Como cada año, el 14 de marzo se celebra el Día Internacional de las Matemáticas (por abreviarse 3-14 en el sistema anglosajón, que alude al número pi). Este año, la Unión Matemática Internacional ha decidido centrar la celebración en las matemáticas y la esperanza, por demás pertinente en un mundo cada vez más complejo y en conflicto. Sin embargo, pareciera que ambos conceptos son muy lejanos entre sí; nada más alejado de la realidad. Para explicar la relación entre la esperanza y las matemáticas, partamos del promedio, un concepto tanto cercano a nosotros como útil para entender el mundo que nos rodea. Esto se debe a que es una medida con la cual simplificamos cualquier cantidad de datos en un único valor: basta con sumar todos los valores y dividir el resultado entre el número total de datos. Así, el promedio resume el comportamiento de una variable de interés. Sin embargo, debemos ser cautelosos con su análisis, pues no siempre ocurre que los valores observados estén concentrados en torno al promedio. Suele usarse el clima para ejemplificar el problema anterior. Una temperatura promedio de 15 °C sugiere un clima agradable. Sin embargo, dicho promedio puede alcanzarse en lugares con climas extremos que oscilan entre 0 °C y 30 °C.
A pesar de los problemas asociados al promedio, su fácil interpretación y cálculo permiten generalizarlo a situaciones más complejas. Notemos que el promedio puede descomponerse en una suma en la que cada valor se multiplica por el inverso del total de los datos. Es decir, es una suma ponderada en la que cada valor tiene el mismo peso. Notemos que este pedo puede depender del contexto. Por ejemplo, las plantas de producción de una empresa generalmente tienen capacidades distintas, lo cual el promedio tradicional ignora. En estos casos, solemos ajustar al promedio según la importancia de cada planta (su peso). Es decir, una primera generalización es que los promedios ponderados se obtienen sumando el producto de cada valor observado por su peso correspondiente. Pero ¿qué son los pesos?

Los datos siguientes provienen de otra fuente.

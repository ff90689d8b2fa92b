//! Versioned in-memory documents.
//!
//! A [`VersionedDocument`] is the mutable in-memory view of one stored
//! record: the current (local) revision plus an indexed table of revisions
//! known to remote peers. It supports progressive loading, copy-on-write
//! mutation, and a save protocol that generates deterministic revision IDs
//! and re-encodes the record with shared-subtree de-duplication.

pub mod document;
pub mod revision;

pub use document::{
    for_all_rev_ids, generate_rev_id, DocumentLink, SaveResult, VersionedDocument,
};
pub use revision::Revision;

La discusión anterior relaciona los pesos con la importancia de las plantas de producción. ¿Y qué significa que un valor sea importante? Ello puede relacionarse con su frecuencia; es decir, un valor es más importante cuanto más frecuente sea. Sin embargo, la frecuencia de algo no siempre es constante debido a la aleatoriedad. Entonces, la frecuencia de un valor puede asociarse con la probabilidad de que dicho valor ocurra. Así, una suma ponderada por los pesos de los valores se convierte en una suma ponderada por la probabilidad de ocurrencia de cada valor. Dicha suma se conoce como esperanza matemática, pues esperamos observar dicho valor cuando el fenómeno aleatorio ocurre. Es decir, hemos generalizado el promedio a situaciones con incertidumbre.
Anteponer el término esperanza **a la generalización del promedio no es fortuito. Más allá de los cálculos, la esperanza matemática es una herramienta para estudiar fenómenos complejos e inciertos; es decir, con ella esperamos entender mejor la realidad que nos rodea. En general, las matemáticas son una herramienta con la que entender y construir soluciones a los problemas que nos rodean. Esto las convierte en una de las posesiones más preciadas de la humanidad, tal como Thales percibía la esperanza. Por ello es importante celebrarlas cada año.
En esta ocasión, el Área de Matemáticas de UPAEP organizó cuatro actividades para conmemorar este día durante el Encuentro de Ingenierías: dos de investigación y dos de divulgación, en las que se mostró que la modelación matemática permite estudiar diversos problemas que nos rodean (desde la distribución de recursos médicos hasta el entendimiento de cómo tomamos decisiones). Junto con un concurso de retos matemáticos y un taller de papiroflexia, las matemáticas vuelven algo que parece abstracto y complejo en algo divertido y accesible.